Why 'Data Scientist' Will Continue To Be 'the Sexiest Job Of the 21st Century'
As technology evolves, the exact skills and nature of jobs in data science will probably vary
The world today is powered by data. Whether you are innovating for the future or working to improve the decision-making process, data lies at the heart of it all. With rapid digitalization, the volume of global data is ballooning rapidly. Estimates suggest that the total amount of data created, captured, copied, and consumed in the world is likely to touch 149 zettabytes by 2024, compared to just the two zettabytes generated in 2010.
Industries across the board have come to rely on data-driven insights as a way to guide their business strategy and execute day-to-day operations. Advertisers use data to decide where to invest their marketing dollars. Product designers use data-driven insights to come up with new products that are aligned with customer expectations. Data also forms the backbone of the financial services industry. In healthcare, data visualization and healthcare are helping to substantially improve patient outcomes without adding to the workload of physicians.

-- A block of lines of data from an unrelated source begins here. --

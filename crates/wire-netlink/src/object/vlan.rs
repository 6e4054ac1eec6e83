//! 802.1Q VLAN link specialization.

use tracing::info;

use crate::abi::*;
use crate::channel::Channel;
use crate::error::{ChannelError, ErrorKind};
use crate::object::link::{self, Interface, LinkKind};

#[derive(Clone, Debug)]
pub struct VlanSpec {
    pub name: String,
    pub parent_index: i32,
    pub vlan_id: u16,
}

#[derive(Clone, Debug)]
pub struct Vlan {
    pub name: String,
    pub index: i32,
    pub parent_index: i32,
    pub vlan_id: u16,
}

/// Create a VLAN link. The parent link is carried as a top-level
/// `IFLA_LINK`, not nested in the link-info block, matching how the
/// kernel expects stacked (802.1Q-on-X) links to identify their lower.
pub async fn create(chan: &Channel, spec: &VlanSpec) -> Result<(), ChannelError> {
    let seq = chan.next_seq();
    let mut b = link::begin_create(&spec.name, seq, chan.pid())?;
    b.attr_u32(IFLA_LINK, spec.parent_index as u32)?;
    let info = b.begin_nested(IFLA_LINKINFO)?;
    b.attr_str(IFLA_INFO_KIND, "vlan")?;
    let data = b.begin_nested(IFLA_INFO_DATA)?;
    b.attr(IFLA_VLAN_ID, &spec.vlan_id.to_ne_bytes())?;
    b.end_nested(data)?;
    b.end_nested(info)?;
    chan.request(b.finish(), seq).await?;
    info!(name = %spec.name, parent = spec.parent_index, vlan_id = spec.vlan_id, "vlan created");
    Ok(())
}

pub async fn delete(chan: &Channel, index: i32) -> Result<(), ChannelError> {
    link::delete(chan, index).await
}

pub fn from_interface(iface: &Interface, parent_index: i32, vlan_id: u16) -> Vlan {
    Vlan {
        name: iface.name.clone(),
        index: iface.index,
        parent_index,
        vlan_id,
    }
}

pub async fn list(chan: &Channel) -> Result<Vec<Vlan>, ChannelError> {
    let ifaces = link::list(chan).await?;
    Ok(ifaces
        .iter()
        .filter(|i| i.link_kind == LinkKind::Vlan)
        .map(|i| Vlan {
            name: i.name.clone(),
            index: i.index,
            parent_index: 0,
            vlan_id: i
                .name
                .rsplit('.')
                .next()
                .and_then(|tail| tail.parse().ok())
                .unwrap_or(0),
        })
        .collect())
}

pub async fn get_by_name(chan: &Channel, name: &str) -> Result<Vlan, ChannelError> {
    list(chan)
        .await?
        .into_iter()
        .find(|v| v.name == name)
        .ok_or(ChannelError::Request {
            kind: ErrorKind::NotFound,
            source: None,
        })
}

Not surprising then that data-related job roles and opportunities have mushroomed across the globe. Even Harvard Business Review calls the role of a data scientist as “the sexiest job of the 21st century”.
Data scientists manage, mine, and clean unstructured data and prepare it for practical use. The data is then used to deliver results that impact business outcomes.
However, as the demand increases and the landscape evolves, there is a growing gap between the needs of organizations and the abilities of job candidates to fulfill those needs. Some recent studies show that there are currently close to 100,000 vacant data science jobs in India in 2020.
Upskilling to ride on the data science boom
There is plenty of discussion out there on the astronomically high salaries that data scientists command. But before jumping onto the bandwagon, it is important to evaluate your skills and strengths, and understand if they match the needs of these roles. While data scientists could hold undergraduate degrees in a variety of disciplines—be it engineering, computer science, statistics or even liberal arts—these alone might not be enough to be successful in this field.
While demand for data science talent is through the roof, there are not enough skilled professionals available to take on those roles. One primary reason for this is the lack of clarity on the skills required for different roles within the field of data science. Most companies look for individuals possessing certain specialized skill sets rather than the ‘jacks-of-all-trades’. In order to prepare for the best opportunities and avoid getting tagged as a ‘generalist’, one needs to first appreciate the nuances that make these different roles unique. For instance, how is a data scientist different from a data engineer or a data analyst? Contrary to popular perception, these roles are not interchangeable.
For instance, a data scientist is one who employs advanced data techniques such as clustering, neural networks, decision trees to help derive business insights. Apart from the requisite coding skills, data scientists typically need to be adept at programming languages such as Java, Python, SQL, R, and SAS. In addition, they require working knowledge of Big Data frameworks such as Hadoop, Spark, and Pig. Data scientists also need to be familiar with new technologies such as deep learning, machine learning, etc.
As technology evolves, the exact skills and nature of jobs in data science will probably vary. However as the volume of data continues to grow exponentially, industries will increasingly rely on professionals who are well-equipped to manage the data and deliver useful insights that guide business strategy and operations. Data science is here to stay for the foreseeable future as a top career domain, and professionals with the most updated and relevant skill sets will continue to be in demand.